Problem »
For the records that follow, return only the count of lines containing the string "password".

Top of Dataset records

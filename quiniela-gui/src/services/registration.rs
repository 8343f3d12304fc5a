use std::time::Duration;

use async_trait::async_trait;
use serde::{Deserialize, Serialize};

#[derive(Debug, Clone, PartialEq, Eq, Serialize, Deserialize)]
pub struct SignUpRequest {
    pub given_name: String,
    pub family_name: String,
    pub email: String,
    pub password: String,
}

/// What the backend acknowledges once an account request was accepted.
#[derive(Debug, Clone, PartialEq, Eq, Serialize, Deserialize)]
pub struct SignUpReceipt {
    pub email: String,
}

#[derive(Debug, Clone, PartialEq, Eq, thiserror::Error)]
pub enum RegistrationError {
    #[error("An account already exists for {0}")]
    AlreadyRegistered(String),
    #[error("Could not reach the registration service: {0}")]
    Unreachable(String),
}

impl RegistrationError {
    /// Fixed text for the user-facing notification. The underlying detail
    /// only goes to the logs.
    pub fn user_message(&self) -> &'static str {
        match self {
            RegistrationError::AlreadyRegistered(_) => {
                "An account already exists for this email"
            }
            RegistrationError::Unreachable(_) => "Could not reach the registration service",
        }
    }
}

#[async_trait]
pub trait RegistrationService: std::fmt::Debug + Send + Sync {
    async fn register(&self, request: SignUpRequest) -> Result<SignUpReceipt, RegistrationError>;
}

/// Accepts any well-formed request after a short artificial delay. No
/// account is actually created anywhere.
#[derive(Debug)]
pub struct SimulatedRegistration {
    delay: Duration,
}

impl SimulatedRegistration {
    pub fn new() -> Self {
        Self {
            delay: Duration::from_millis(1500),
        }
    }

    pub fn with_delay(delay: Duration) -> Self {
        Self { delay }
    }
}

impl Default for SimulatedRegistration {
    fn default() -> Self {
        Self::new()
    }
}

#[async_trait]
impl RegistrationService for SimulatedRegistration {
    async fn register(&self, request: SignUpRequest) -> Result<SignUpReceipt, RegistrationError> {
        tokio::time::sleep(self.delay).await;
        tracing::info!("simulated account creation for '{}'", request.email);
        Ok(SignUpReceipt {
            email: request.email,
        })
    }
}

#[cfg(test)]
mod tests {
    use super::*;

    #[test]
    fn user_message_hides_the_detail() {
        let err = RegistrationError::AlreadyRegistered("ada@example.com".to_string());
        assert_eq!(err.user_message(), "An account already exists for this email");
        assert!(!err.user_message().contains("ada@example.com"));
    }

    #[tokio::test]
    async fn simulated_registration_echoes_the_email() {
        let service = SimulatedRegistration::with_delay(Duration::from_millis(0));
        let receipt = service
            .register(SignUpRequest {
                given_name: "Ada".to_string(),
                family_name: "Lovelace".to_string(),
                email: "ada@example.com".to_string(),
                password: "secret123".to_string(),
            })
            .await
            .unwrap();
        assert_eq!(receipt.email, "ada@example.com");
    }
}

Bottom of Dataset records

Solved exercise »
2